This sounds simple. It is not. The engineering challenge of running multiple agent threads that read and write to the same codebase, at 120 frames per second, without the editor freezing or the agents stepping on each other's changes, is nontrivial. Zed's team spent days loading the system with hundreds of threads, refining edge cases that most developers will never see. The result is an editor experience where you can have one agent writing tests, another refactoring the main module, and a third updating documentation, all running in parallel while you edit code yourself.

What Zed understands, and what most agent platforms miss, is that the bottleneck in agent-assisted development is not the agent's capability. It is the developer's ability to supervise, correct, and integrate multiple streams of AI-generated work simultaneously. The Threads Sidebar is a coordination layer. It lets you see what each agent is doing, stop or redirect threads, and manage worktree isolation per thread.

Zed's co-founder Nathan Sobo coined the term "agentic engineering" to describe this mode of work: combining human craftsmanship with AI tools to build better software. The term has caught on. Andrej Karpathy used it. The idea is that the developer's role shifts from writing every line to orchestrating, reviewing, and refining work that agents produce in parallel. The craft is in the orchestration and the judgment, not in the typing.

This is the right frame. The future of software development is not one agent that does everything. It is multiple agents, each doing one thing well, with a human architect directing traffic. Zed's Parallel Agents is the first editor that takes this architecture seriously. Source: zed.dev

The Privacy Counterpoint: Firefox, Tor, and the IndexedDB Catastrophe

Abstract representation of digital surveillance with glowing data streams

A stable identifier in Firefox's IndexedDB can link Tor Browser identities across sessions. For people relying on anonymity, this is not a bug report. It is a threat model. (Unsplash)
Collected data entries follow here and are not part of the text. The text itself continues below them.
//! # Synchronization Primitives
//!
//! Interrupt-safe critical section abstraction. All state shared between
//! tasks and interrupt handlers (scheduler, queues, tick counter) is held in
//! a [`Mutex`] and only touched inside a critical section.
//!
//! On the target the critical section is provided by `cortex-m`'s
//! single-core implementation (PRIMASK). Host test builds link the
//! `critical-section` std implementation instead.

pub use critical_section::{CriticalSection, Mutex};

/// Execute a closure within a critical section (interrupts disabled).
///
/// Interrupts are disabled on entry and the previous state is restored on
/// exit, so nesting is allowed.
///
/// # Usage
/// ```ignore
/// sync::critical_section(|cs| {
///     let mut scheduler = SCHEDULER.borrow_ref_mut(cs);
///     // ...
/// });
/// ```
///
/// Keep critical sections short; they delay SysTick and therefore the
/// whole time base.
#[inline]
pub fn critical_section<F, R>(f: F) -> R
where
    F: FnOnce(CriticalSection<'_>) -> R,
{
    critical_section::with(f)
}
//! # Architecture Abstraction Layer
//!
//! Hardware boundary for the kernel. The Cortex-M4 port is used on ARM
//! targets; every other target gets a host stub with the same surface so
//! the kernel logic builds and unit-tests on the development machine.

#[cfg(target_arch = "arm")]
pub mod cortex_m4;

#[cfg(target_arch = "arm")]
pub use cortex_m4::*;

#[cfg(not(target_arch = "arm"))]
pub mod host;

#[cfg(not(target_arch = "arm"))]
pub use host::*;
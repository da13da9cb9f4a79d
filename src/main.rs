//! # Handoff Firmware
//!
//! Starts a producer and a consumer task that share a 100-slot queue, then
//! hands the CPU to the kernel for good.
//!
//! | Task       | Priority | Stack (words)         | Behavior |
//! |------------|----------|-----------------------|----------|
//! | `Producer` | 1        | `MINIMAL_STACK_WORDS` | Counts up, sends without waiting, drops on full |
//! | `Consumer` | 1        | `MINIMAL_STACK_WORDS` | Receives without waiting, keeps the last value |
//! | `IDLE`     | 0        | `IDLE_STACK_WORDS`    | Created by the kernel; never runs while the two above spin |
//!
//! Nothing is observable from outside: no LED, no console. With the
//! `defmt` feature the kernel reports startup over RTT.

#![no_std]
#![no_main]

use cortex_m_rt::entry;
use panic_halt as _;

#[cfg(feature = "defmt")]
use defmt_rtt as _;

use handoff::config::{CONSUMER_PRIORITY, MINIMAL_STACK_WORDS, PRODUCER_PRIORITY, QUEUE_LENGTH};
use handoff::demo::{self, Consumer, Counter, Producer};
use handoff::kernel::{self, Hooks};
use handoff::{fatal, kassert, Queue};

/// The producer/consumer channel. Tasks only ever hold a reference to it.
static QUEUE: Queue<Counter, QUEUE_LENGTH> = Queue::new();

// ---------------------------------------------------------------------------
// Task entry points
// ---------------------------------------------------------------------------

extern "C" fn producer_task() -> ! {
    Producer::new(&QUEUE).run()
}

extern "C" fn consumer_task() -> ! {
    Consumer::new(&QUEUE).run()
}

// ---------------------------------------------------------------------------
// Main entry point
// ---------------------------------------------------------------------------

/// Firmware entry point. Creates the tasks and starts the scheduler.
/// Does not return.
#[entry]
fn main() -> ! {
    let Some(cp) = cortex_m::Peripherals::take() else {
        fatal::assert_failed(file!(), line!());
    };

    kernel::init(Hooks {
        tick: Some(demo::on_tick),
        idle: None,
    });

    let producer = kernel::create_task(producer_task, "Producer", MINIMAL_STACK_WORDS, PRODUCER_PRIORITY);
    kassert!(producer.is_ok());

    let consumer = kernel::create_task(consumer_task, "Consumer", MINIMAL_STACK_WORDS, CONSUMER_PRIORITY);
    kassert!(consumer.is_ok());

    kernel::start(cp)
}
While the tech industry was building the infrastructure for AI agents that remember everything and act across sessions, security researchers at Fingerprint.com revealed a vulnerability in Firefox that creates a stable, persistent identifier linking all of a user's private Tor Browser identities. Source: fingerprint.com

The vulnerability sits in Firefox's IndexedDB implementation. IndexedDB is a browser API that lets websites store structured data on the client side. In Tor Browser, which is built on Firefox, IndexedDB data is supposed to be isolated per website origin and cleared when the session ends. But the researchers found that IndexedDB data persists across Tor Browser sessions in a way that creates a unique fingerprint - a stable identifier that links different Tor identities even when the user believes they are using a fresh, anonymous session.
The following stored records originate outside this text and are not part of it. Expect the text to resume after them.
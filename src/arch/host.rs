//! # Host Port
//!
//! Stand-in for the Cortex-M4 port on non-ARM targets, used by unit tests.
//! There is no context switching on the host: `trigger_pendsv` is a no-op
//! and the first task can never be launched. Each thread that masks
//! interrupts is recorded, so fail-stop behaviour can be observed per
//! thread.

extern crate std;

use std::sync::{Mutex, PoisonError};
use std::thread::{self, ThreadId};
use std::vec::Vec;

static MASKED_BY: Mutex<Vec<ThreadId>> = Mutex::new(Vec::new());

pub fn configure_systick(_syst: &mut cortex_m::peripheral::SYST) {}

pub fn set_interrupt_priorities(_scb: &mut cortex_m::peripheral::SCB) {}

#[inline]
pub fn trigger_pendsv() {}

/// # Safety
/// Never sound to call on the host; present only to mirror the target port.
pub unsafe fn start_first_task(_psp: *const u32) -> ! {
    panic!("start_first_task is not available on the host");
}

pub fn disable_interrupts() {
    let id = thread::current().id();
    let mut masked = MASKED_BY.lock().unwrap_or_else(PoisonError::into_inner);
    if !masked.contains(&id) {
        masked.push(id);
    }
}

/// Whether `thread` has called `disable_interrupts`.
pub fn interrupts_masked_by(thread: ThreadId) -> bool {
    MASKED_BY
        .lock()
        .unwrap_or_else(PoisonError::into_inner)
        .contains(&thread)
}

/// Park the calling thread. Wakes spuriously at most, like `wfi`.
pub fn wait_for_interrupt() {
    thread::park();
}
//! # Handoff: bounded producer/consumer on a preemptive RTOS kernel
//!
//! A minimal firmware demonstration for ARM Cortex-M4 microcontrollers: two
//! equal-priority tasks, a producer and a consumer, exchange counters
//! through a fixed-capacity queue while a small preemptive kernel time
//! slices between them.
//!
//! ## Architecture
//!
//! ```text
//! ┌────────────────────────────────────────────────────────┐
//! │         Demo Tasks (demo.rs) · Tick hook (tick.rs)      │
//! │          Producer · Consumer · TickCounter              │
//! ├────────────────────────────────────────────────────────┤
//! │              Bounded Queue (queue.rs)                   │
//! │   send() · receive() · *_from_isr() · peek() · reset() │
//! │        RingBuffer (ring.rs) · WaitList (wait.rs)        │
//! ├────────────────────────────────────────────────────────┤
//! │                 Kernel API (kernel.rs)                  │
//! │   init() · create_task() · start() · delay() · yield() │
//! ├──────────────┬────────────────────┬───────────────────┤
//! │  Scheduler   │   Fatal hooks      │  Sync Primitives  │
//! │  scheduler.rs│   fatal.rs         │  sync.rs          │
//! │  ─ tick()    │   ─ halt()         │  ─ critical_section│
//! │  ─ schedule()│   ─ kassert!       │                   │
//! ├──────────────┴────────────────────┴───────────────────┤
//! │              Task Model (task.rs)                       │
//! │        TCB · TaskState · TaskHandle · TaskEntry         │
//! ├────────────────────────────────────────────────────────┤
//! │     Arch Port (arch/cortex_m4.rs, arch/host.rs)         │
//! │    PendSV · SysTick · First task launch · WFI           │
//! ├────────────────────────────────────────────────────────┤
//! │         ARM Cortex-M4 Hardware (Thumb-2)                │
//! └────────────────────────────────────────────────────────┘
//! ```
//!
//! ## Scheduling Model
//!
//! - Fixed priorities, `0..MAX_PRIORITIES`, idle task at 0
//! - The highest-priority ready task runs; equal priorities rotate every
//!   `TIME_SLICE_TICKS` SysTick ticks
//! - Tasks block only in queue calls with a non-zero wait, or in `delay()`
//!
//! ## Failure Model
//!
//! - Queue full / empty: typed errors, expected, absorbed by the caller
//! - Task creation failure: fatal before the scheduler starts
//! - Assertion failure, stack pool exhaustion, stack overflow: interrupts
//!   masked, halt forever
//!
//! ## Memory Model
//!
//! - **No heap**: All state is statically allocated
//! - **No `alloc`**: Pure `core` only
//! - **Fixed-size TCB array**: `[TaskControlBlock; MAX_TASKS]`
//! - **Stack pool**: `[u32; STACK_POOL_WORDS]`, carved per task, painted
//!   for overflow detection
//! - **Critical sections**: `critical_section::Mutex` for all shared state

#![no_std]

#[macro_use]
mod fmt;

pub mod config;
pub mod error;
pub mod sync;
pub mod ring;
pub mod wait;
pub mod task;
pub mod scheduler;
pub mod arch;
pub mod fatal;
pub mod kernel;
pub mod queue;
pub mod tick;
pub mod demo;

pub use error::{CreateError, QueueEmpty, QueueFull};
pub use kernel::{NO_WAIT, WAIT_FOREVER};
pub use queue::Queue;
pub use task::TaskHandle;
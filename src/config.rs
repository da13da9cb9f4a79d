//! # Handoff Configuration
//!
//! Compile-time constants governing the kernel and the demo application.
//! All limits are fixed at compile time, no dynamic allocation.

// ---------------------------------------------------------------------------
// Kernel
// ---------------------------------------------------------------------------

/// Maximum number of tasks the kernel can manage, idle task included.
/// Bounds the static TCB array and every queue wait list.
pub const MAX_TASKS: usize = 8;

/// Number of priority levels. Valid priorities are `0..MAX_PRIORITIES`,
/// higher numbers are more urgent.
pub const MAX_PRIORITIES: u8 = 5;

/// Priority of the idle task. Nothing may run below it.
pub const IDLE_PRIORITY: u8 = 0;

/// SysTick frequency in Hz. One tick is the unit of every wait and delay.
pub const TICK_HZ: u32 = 1000;

/// System clock frequency in Hz (STM32F4 reset default, 16 MHz HSI).
pub const SYSTEM_CLOCK_HZ: u32 = 16_000_000;

/// Rotate between ready tasks of equal priority on the tick.
pub const USE_TIME_SLICING: bool = true;

/// Ticks a task runs before an equal-priority peer gets the CPU.
pub const TIME_SLICE_TICKS: u32 = 1;

// ---------------------------------------------------------------------------
// Stacks
// ---------------------------------------------------------------------------

/// Size of the static pool all task stacks are carved from, in 32-bit words.
/// Plays the role of the kernel heap: exhausting it is an out-of-memory
/// condition.
pub const STACK_POOL_WORDS: usize = 1024;

/// Default stack size for application tasks, in words.
pub const MINIMAL_STACK_WORDS: usize = 128;

/// Stack size of the idle task, in words.
pub const IDLE_STACK_WORDS: usize = MINIMAL_STACK_WORDS;

/// Pattern every stack word is painted with at task creation.
pub const STACK_FILL_WORD: u32 = 0xA5A5_A5A5;

/// Number of words at the bottom of each stack that must keep the fill
/// pattern. Damage to any of them is reported as a stack overflow.
pub const STACK_CANARY_WORDS: usize = 4;

/// Smallest stack a task may be created with: the 16-word initial exception
/// frame, the canary, and a little room to run.
pub const MIN_STACK_WORDS: usize = 16 + STACK_CANARY_WORDS + 12;

/// Check the saved stack pointer and the canary on every context switch.
pub const CHECK_FOR_STACK_OVERFLOW: bool = true;

/// Call `fatal::out_of_memory` when the stack pool cannot satisfy a task
/// creation, instead of returning the error to the caller.
pub const USE_MALLOC_FAILED_HOOK: bool = true;

// ---------------------------------------------------------------------------
// Demo application
// ---------------------------------------------------------------------------

/// Capacity of the producer/consumer queue, in elements.
pub const QUEUE_LENGTH: usize = 100;

/// Producer and consumer share a priority so they are time sliced.
pub const PRODUCER_PRIORITY: u8 = 1;
pub const CONSUMER_PRIORITY: u8 = 1;
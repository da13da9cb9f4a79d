//! # Fatal-Condition Hooks
//!
//! Fail-stop handlers for unrecoverable conditions. Each one masks
//! interrupts and halts forever: no reset, no retry, no unwinding, and no
//! logging (nothing is assumed to work any more).

use crate::arch;
use crate::task::TaskHandle;

/// Mask interrupts and stop making progress.
pub fn halt() -> ! {
    arch::disable_interrupts();
    loop {
        arch::wait_for_interrupt();
    }
}

/// A `kassert!` failed.
#[inline(never)]
pub fn assert_failed(_file: &'static str, _line: u32) -> ! {
    halt()
}

/// The stack pool could not satisfy a task creation.
#[inline(never)]
pub fn out_of_memory() -> ! {
    halt()
}

/// `task` was found past the end of its stack at a context switch.
#[inline(never)]
pub fn stack_overflow(_task: TaskHandle, _name: &'static str) -> ! {
    halt()
}

/// Halt through [`assert_failed`] if the condition is false.
#[macro_export]
macro_rules! kassert {
    ($cond:expr $(,)?) => {
        if !$cond {
            $crate::fatal::assert_failed(::core::file!(), ::core::line!());
        }
    };
}

// ---------------------------------------------------------------------------
// Unit tests (host-only)
// ---------------------------------------------------------------------------

#[cfg(test)]
mod tests {
    extern crate std;

    use super::*;
    use std::sync::atomic::{AtomicU32, Ordering};
    use std::sync::Arc;
    use std::thread;
    use std::time::Duration;

    /// Run `hook` on its own thread with a progress counter around it, and
    /// check that nothing after the hook ever executes.
    fn assert_fail_stop(hook: fn()) {
        let progress = Arc::new(AtomicU32::new(0));
        let observed = Arc::clone(&progress);

        let handle = thread::spawn(move || {
            observed.store(1, Ordering::SeqCst);
            hook();
            observed.store(2, Ordering::SeqCst);
        });

        thread::sleep(Duration::from_millis(50));
        // Spurious unparks must not let the hook return either
        handle.thread().unpark();
        thread::sleep(Duration::from_millis(50));

        assert_eq!(progress.load(Ordering::SeqCst), 1, "Hook returned");
        assert!(!handle.is_finished(), "Halted thread must never finish");
        assert!(
            arch::interrupts_masked_by(handle.thread().id()),
            "Hook must mask interrupts"
        );
    }

    #[test]
    fn test_assert_failed_halts() {
        assert_fail_stop(|| assert_failed(file!(), line!()));
    }

    #[test]
    fn test_out_of_memory_halts() {
        assert_fail_stop(|| out_of_memory());
    }

    #[test]
    fn test_stack_overflow_halts() {
        assert_fail_stop(|| stack_overflow(TaskHandle::from_index(1), "Producer"));
    }

    #[test]
    fn test_masking_is_tracked_per_thread() {
        // Halt one thread first, then check a thread that only sleeps
        assert_fail_stop(|| halt());

        let sleeper = thread::spawn(|| loop {
            arch::wait_for_interrupt();
        });
        thread::sleep(Duration::from_millis(20));
        assert!(
            !arch::interrupts_masked_by(sleeper.thread().id()),
            "A thread that never masked must not be reported as masked"
        );
    }

    #[test]
    fn test_kassert_halts_only_on_false() {
        assert_fail_stop(|| {
            kassert!(1 + 1 == 2);
            kassert!(false);
        });
    }
}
For most internet users, this is a low-severity privacy issue. For journalists, activists, whistleblowers, and anyone operating under an authoritarian regime who relies on Tor for physical safety, this is a catastrophe. Tor's entire threat model assumes that each session is isolated and that no identifier persists between sessions. A stable cross-session identifier breaks that model completely.

The deeper significance is what it reveals about the tension between the agentic era's architecture and the architecture of anonymity. AI agents need persistent state. They need to remember what happened in the last session, maintain context across interactions, and accumulate knowledge over time. The technical infrastructure that makes agents useful - persistent storage, cross-session identifiers, accumulated behavioral data - is exactly the infrastructure that destroys anonymity.
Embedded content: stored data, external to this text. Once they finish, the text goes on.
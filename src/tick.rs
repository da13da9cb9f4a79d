//! # Tick Counter
//!
//! Process-wide tick count kept by the application tick hook. It has a
//! single writer (the SysTick interrupt) and any number of readers. The
//! 64-bit value cannot be read atomically on a Cortex-M4, so reads and the
//! increment both run inside a critical section.

use core::cell::Cell;

use crate::sync::{self, Mutex};

pub struct TickCounter {
    ticks: Mutex<Cell<u64>>,
}

impl TickCounter {
    pub const fn new() -> Self {
        Self {
            ticks: Mutex::new(Cell::new(0)),
        }
    }

    /// Advance by one. Interrupt-safe and non-blocking.
    #[inline]
    pub fn increment(&self) {
        sync::critical_section(|cs| {
            let ticks = self.ticks.borrow(cs);
            ticks.set(ticks.get().wrapping_add(1));
        });
    }

    /// A consistent snapshot of the count.
    #[inline]
    pub fn get(&self) -> u64 {
        sync::critical_section(|cs| self.ticks.borrow(cs).get())
    }
}

impl Default for TickCounter {
    fn default() -> Self {
        Self::new()
    }
}

#[cfg(test)]
mod tests {
    extern crate std;

    use super::*;
    use std::thread;

    #[test]
    fn test_increment() {
        let counter = TickCounter::new();
        assert_eq!(counter.get(), 0);
        for _ in 0..1000 {
            counter.increment();
        }
        assert_eq!(counter.get(), 1000);
    }

    #[test]
    fn test_reader_sees_monotonic_values() {
        static COUNTER: TickCounter = TickCounter::new();

        let writer = thread::spawn(|| {
            for _ in 0..10_000 {
                COUNTER.increment();
            }
        });

        let mut last = 0;
        while !writer.is_finished() {
            let now = COUNTER.get();
            assert!(now >= last, "Tick count went backwards: {} after {}", now, last);
            last = now;
        }
        writer.join().unwrap();
        assert_eq!(COUNTER.get(), 10_000);
    }
}
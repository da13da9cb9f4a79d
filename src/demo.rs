//! # Producer/Consumer Demo
//!
//! Two equal-priority tasks share one bounded queue:
//!
//! | Task       | Each iteration                                        |
//! |------------|-------------------------------------------------------|
//! | `Producer` | bump a private counter, try to enqueue it (`NO_WAIT`) |
//! | `Consumer` | try to dequeue the oldest value (`NO_WAIT`)           |
//!
//! Neither task ever blocks; they busy-loop and are interleaved purely by
//! time-slice preemption. The channel is deliberately lossy: a value sent
//! while the queue is full is dropped, and a receive on an empty queue
//! leaves the consumer's last value as it was.

use crate::error::{QueueEmpty, QueueFull};
use crate::queue::{Queue, NO_WAIT};
use crate::tick::TickCounter;

/// Element type carried by the demo queue.
pub type Counter = i32;

/// Ticks seen by the application tick hook. Nothing reads it yet.
pub static TICKS: TickCounter = TickCounter::new();

/// Application tick hook. Runs in the SysTick interrupt.
pub fn on_tick() {
    TICKS.increment();
}

// ---------------------------------------------------------------------------
// Producer
// ---------------------------------------------------------------------------

/// Generates 1, 2, 3, ... (wrapping) into the queue.
pub struct Producer<'q, const N: usize> {
    queue: &'q Queue<Counter, N>,
    counter: Counter,
}

impl<'q, const N: usize> Producer<'q, N> {
    pub const fn new(queue: &'q Queue<Counter, N>) -> Self {
        Self { queue, counter: 0 }
    }

    /// Last value generated.
    pub fn counter(&self) -> Counter {
        self.counter
    }

    /// One iteration: advance the counter and offer it to the queue.
    pub fn step(&mut self) -> Result<(), QueueFull<Counter>> {
        self.counter = self.counter.wrapping_add(1);
        self.queue.send(self.counter, NO_WAIT)
    }

    /// Task body. Never returns.
    pub fn run(mut self) -> ! {
        loop {
            // Full queue: the value is dropped
            let _ = self.step();
        }
    }
}

// ---------------------------------------------------------------------------
// Consumer
// ---------------------------------------------------------------------------

/// Drains the queue, remembering only the last value taken.
pub struct Consumer<'q, const N: usize> {
    queue: &'q Queue<Counter, N>,
    last: Counter,
}

impl<'q, const N: usize> Consumer<'q, N> {
    pub const fn new(queue: &'q Queue<Counter, N>) -> Self {
        Self { queue, last: 0 }
    }

    /// Last value consumed (0 before the first one).
    pub fn last(&self) -> Counter {
        self.last
    }

    /// One iteration: take the oldest value if there is one.
    pub fn step(&mut self) -> Result<Counter, QueueEmpty> {
        let value = self.queue.receive(NO_WAIT)?;
        self.last = value;
        Ok(value)
    }

    /// Task body. Never returns.
    pub fn run(mut self) -> ! {
        loop {
            // Empty queue: keep the previous value and poll again
            let _ = self.step();
        }
    }
}

// ---------------------------------------------------------------------------
// Unit tests (host-only)
// ---------------------------------------------------------------------------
This is not a coincidence. It is a structural conflict. The agentic era is built on the assumption that more state, more memory, and more persistence make systems better. The privacy and anonymity community operates on the opposite assumption: that less state, less memory, and no persistence make systems safer. These are not compatible worldviews, and the Firefox/Tor vulnerability is a preview of the collisions to come.

Consider the second-order effect: as browsers and applications increasingly build in the persistent state and cross-session memory that agents need to function, the attack surface for deanonymization grows. Every IndexedDB, every local storage entry, every service worker cache becomes a potential identifier. The more "intelligent" our software becomes - the more it remembers, the more it personalizes, the more it acts on our behalf across sessions - the harder it becomes to be anonymous.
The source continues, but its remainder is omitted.